La confidentialité est naturellement un critère majeur dans le choix de l’arbitrage. En effet, de nombreuses entreprises ont une image à soigner et savent que tout contentieux rendu public peut leur être particulièrement dommageable. C’est le cas de certaines multinationales facilement perçues comme de méchants envahisseurs. Elles auront fréquemment une préférence pour l’arbitrage. Un autre domaine dans lequel la confidentialité joue un rôle important est celui de la technologie (v. ci-après la question des arbitrages spécialisés). Une partie disposant d’un know-how particulier ou de secrets de fabrication va souhaiter éviter qu’un litige puisse faire apparaître au grand jour des informations ou des données de nature confidentielles.

Alexander Marquardt, associé du cabinet Kramer Levin à Paris, a une grande expérience de l’arbitrage dans le monde entier à la fois comme arbitre et comme conseil des parties. Il nous explique que la confidentialité de l’arbitrage a toutefois des limites. En effet, la CCI publie des ouvrages et des recueils dans lesquels des sentences ou des extraits de sentences sont repris. Même si ces textes sont anonymisés, il ne relève pas
toujours de la prouesse de reconnaître les parties concernées.

" J’intervenais comme conseil d’une des parties dans un arbitrage en matière de construction. Il y avait plusieurs arbitrages en même temps dans des affaires parallèles et l’un de ces arbitrages s’est terminé avant le mien. J’ai trouvé la sentence de l’affaire parallèle. Il n’y avait pas de nom mais la clause était identique et il était évident pour les arbitres que c’était un cas parallèle ", raconte Alexander Marquardt pour illustrer son propos.

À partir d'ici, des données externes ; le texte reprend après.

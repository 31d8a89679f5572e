//! Data access port trait.

use crate::domain::error::SignalError;
use crate::domain::ohlcv::OhlcvTable;
use crate::domain::timeframe::{Interval, Period};

/// Source of raw OHLCV history.
///
/// Implementations must distinguish failure (`Err`) from an empty result
/// (`Ok` with an empty table). They are called from several worker threads
/// at once.
pub trait DataPort: Send + Sync {
    fn fetch_ohlcv(
        &self,
        ticker: &str,
        interval: Interval,
        period: Period,
    ) -> Result<OhlcvTable, SignalError>;
}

Il n’en reste pas moins que ces situations relèvent plus de l’exception que de la règle et que l’arbitrage sera toujours plus discret qu’un procès public devant les juridictions étatiques.

Alexander Marquardt salue par ailleurs l’initiative de la CCI consistant à publier certaines décisions car il estime qu’elles sont essentielles pour aider les praticiens à mieux comprendre les finesses et les nuances de l’arbitrage.

L'arbitrage international : combien ça coûte ?

Il y a une trentaine d’années, on entendait beaucoup d’universitaires proclamer que l’arbitrage était plus rapide et moins cher que les recours devant les juridictions étatiques. Une telle affirmation n’est pas forcément juste et il faut la nuancer.

D’abord, les frais de justice ou dépens devant les juridictions sont des sommes symboliques quand on les compare avec les rémunérations des arbitres. Il faut aussi payer les avocats dans les deux cas.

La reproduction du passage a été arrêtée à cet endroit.